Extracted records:
================
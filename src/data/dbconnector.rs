use std::path::PathBuf;

use anyhow::Context;
use log::{debug, info};
use sea_orm::{ConnectOptions, Database, DatabaseConnection, DbErr};
use sea_orm_migration::MigratorTrait;

use crate::data::configuration::{Configuration, DatabaseConfig};
use crate::data::migration::Migrator;
use crate::data::seed;
use crate::error::DirectoryError;

#[allow(async_fn_in_trait)]
pub trait DirectoryConnection {
    async fn connect(&mut self) -> Result<(), anyhow::Error>;
    async fn check(&self) -> Result<(), anyhow::Error>;
    async fn close(&self) -> Result<(), anyhow::Error>;
}

pub struct SQLConnector {
    url: String,
    data_dir: Option<PathBuf>,
    database_connection: Option<DatabaseConnection>,
}

impl SQLConnector {
    pub fn new(config: &DatabaseConfig) -> Self {
        SQLConnector {
            url: config.connection_url(),
            data_dir: config.url.is_none().then(|| PathBuf::from(&config.path)),
            database_connection: None,
        }
    }

    pub fn from_url(url: &str) -> Self {
        SQLConnector {
            url: url.to_string(),
            data_dir: None,
            database_connection: None,
        }
    }

    pub fn connection(&self) -> Result<&DatabaseConnection, DirectoryError> {
        self.database_connection
            .as_ref()
            .ok_or_else(|| DbErr::Custom("store is not connected".into()).into())
    }

    pub async fn is_initialized(&self) -> Result<bool, anyhow::Error> {
        let db = self.connection()?;
        let pending = Migrator::get_pending_migrations(db).await?;
        debug!("{} pending migration(s)", pending.len());
        Ok(pending.is_empty())
    }

    /// Applies pending migrations, then seeds an empty store when configured to.
    pub async fn initialize(&self, config: &Configuration) -> Result<(), anyhow::Error> {
        let db = self.connection()?;
        Migrator::up(db, None)
            .await
            .context("failed to apply migrations")?;
        info!("Database schema is up to date");

        if config.database.seed {
            self.seed().await?;
        }
        Ok(())
    }

    pub async fn seed(&self) -> Result<(), anyhow::Error> {
        if seed::seed_if_empty(self.connection()?).await? {
            info!("Seeded the sample directory");
        } else {
            debug!("Store already holds data, skipping seed");
        }
        Ok(())
    }
}

impl DirectoryConnection for SQLConnector {
    async fn connect(&mut self) -> Result<(), anyhow::Error> {
        if let Some(dir) = &self.data_dir {
            std::fs::create_dir_all(dir)
                .with_context(|| format!("failed to create {}", dir.display()))?;
        }

        let mut opt = ConnectOptions::new(self.url.clone());
        if self.url.contains(":memory:") || self.url.contains("mode=memory") {
            // every pooled connection would open a separate memory database
            opt.max_connections(1).min_connections(1);
        }
        opt.sqlx_logging(false);

        let db = Database::connect(opt)
            .await
            .with_context(|| format!("failed to connect to {}", self.url))?;
        debug!("Connected to {}", self.url);

        self.database_connection = Some(db);
        Ok(())
    }
    async fn check(&self) -> Result<(), anyhow::Error> {
        if let Some(ref db) = self.database_connection {
            db.ping().await?;
        }
        Ok(())
    }
    async fn close(&self) -> Result<(), anyhow::Error> {
        if let Some(ref db) = self.database_connection {
            let db = db.clone();
            db.close().await?;
        }
        Ok(())
    }
}
use log::debug;

use crate::entity::genres::Genres;
use crate::error::DirectoryError;

pub const VENUE_FIELDS: &[&str] = &[
    "name",
    "city",
    "state",
    "address",
    "phone",
    "image_link",
    "facebook_link",
    "genres",
    "website",
    "seeking_talent",
    "seeking_description",
];

pub const ARTIST_FIELDS: &[&str] = &[
    "name",
    "city",
    "state",
    "phone",
    "genres",
    "image_link",
    "facebook_link",
    "website",
    "seeking_venue",
    "seeking_description",
];

pub const SHOW_FIELDS: &[&str] = &["venue_id", "artist_id", "start_time"];

/// A submitted form: ordered key/value pairs where a key may repeat.
///
/// Values are trimmed on read and a blank value is treated exactly like an
/// absent one, so a blank submission can never overwrite a stored field.
#[derive(Clone, Debug, Default)]
pub struct Submission {
    pairs: Vec<(String, String)>,
}

impl Submission {
    pub fn new(pairs: Vec<(String, String)>) -> Self {
        Submission { pairs }
    }

    /// First non-empty value submitted under `key`.
    pub fn value(&self, key: &str) -> Option<&str> {
        self.pairs
            .iter()
            .filter(|(k, _)| k == key)
            .map(|(_, v)| v.trim())
            .find(|v| !v.is_empty())
    }

    /// Every non-empty value submitted under `key`, in submission order.
    pub fn values<'a>(&'a self, key: &'a str) -> impl Iterator<Item = &'a str> + 'a {
        self.pairs
            .iter()
            .filter(move |(k, _)| k == key)
            .map(|(_, v)| v.trim())
            .filter(|v| !v.is_empty())
    }

    pub fn require(&self, key: &str) -> Result<&str, DirectoryError> {
        self.value(key)
            .ok_or_else(|| DirectoryError::validation(format!("{key} is required")))
    }

    pub fn flag(&self, key: &str) -> Result<Option<bool>, DirectoryError> {
        self.value(key).map(|v| parse_flag(key, v)).transpose()
    }

    pub fn integer(&self, key: &str) -> Result<Option<i32>, DirectoryError> {
        self.value(key)
            .map(|v| {
                v.parse::<i32>().map_err(|_| {
                    DirectoryError::validation(format!("{key} must be an integer, got {v:?}"))
                })
            })
            .transpose()
    }

    /// All selected genres, or `None` when no genre was selected.
    pub fn genres(&self) -> Option<Genres> {
        let genres: Genres = self.values("genres").collect();
        (!genres.is_empty()).then_some(genres)
    }

    pub(crate) fn log_unknown(&self, form: &str, known: &[&str]) {
        for (key, _) in &self.pairs {
            if !known.contains(&key.as_str()) {
                debug!("ignoring unknown {form} field {key:?}");
            }
        }
    }
}

impl<K: Into<String>, V: Into<String>> FromIterator<(K, V)> for Submission {
    fn from_iter<I: IntoIterator<Item = (K, V)>>(iter: I) -> Self {
        Submission::new(
            iter.into_iter()
                .map(|(k, v)| (k.into(), v.into()))
                .collect(),
        )
    }
}

fn parse_flag(key: &str, value: &str) -> Result<bool, DirectoryError> {
    match value.to_ascii_lowercase().as_str() {
        "y" | "yes" | "true" | "on" | "1" => Ok(true),
        "n" | "no" | "false" | "off" | "0" => Ok(false),
        _ => Err(DirectoryError::validation(format!(
            "{key} must be a yes/no value, got {value:?}"
        ))),
    }
}

#[cfg(test)]
mod tests {
    use super::*;

    fn form(pairs: &[(&str, &str)]) -> Submission {
        pairs.iter().copied().collect()
    }

    #[test]
    fn blank_values_count_as_absent() {
        let fields = form(&[("name", "  "), ("city", "Austin")]);
        assert_eq!(fields.value("name"), None);
        assert_eq!(fields.value("city"), Some("Austin"));
        assert!(matches!(
            fields.require("name"),
            Err(DirectoryError::Validation(_))
        ));
    }

    #[test]
    fn every_selected_genre_is_collected() {
        let fields = form(&[("genres", "Jazz"), ("genres", "Reggae"), ("genres", "")]);
        let genres = fields.genres().unwrap();
        assert_eq!(genres.0.len(), 2);
        assert!(genres.contains("Jazz"));
        assert!(genres.contains("Reggae"));
    }

    #[test]
    fn no_genre_selection_is_none() {
        assert!(form(&[("name", "x")]).genres().is_none());
    }

    #[test]
    fn flags_accept_checkbox_values() {
        assert_eq!(form(&[("seeking_talent", "y")]).flag("seeking_talent").unwrap(), Some(true));
        assert_eq!(form(&[("seeking_talent", "False")]).flag("seeking_talent").unwrap(), Some(false));
        assert_eq!(form(&[]).flag("seeking_talent").unwrap(), None);
        assert!(form(&[("seeking_talent", "maybe")]).flag("seeking_talent").is_err());
    }

    #[test]
    fn integers_are_validated() {
        assert_eq!(form(&[("venue_id", "12")]).integer("venue_id").unwrap(), Some(12));
        assert!(form(&[("venue_id", "twelve")]).integer("venue_id").is_err());
    }
}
================
What is being asked:
State only the number of lines above that contain the word "bool".

Solution for this task:
3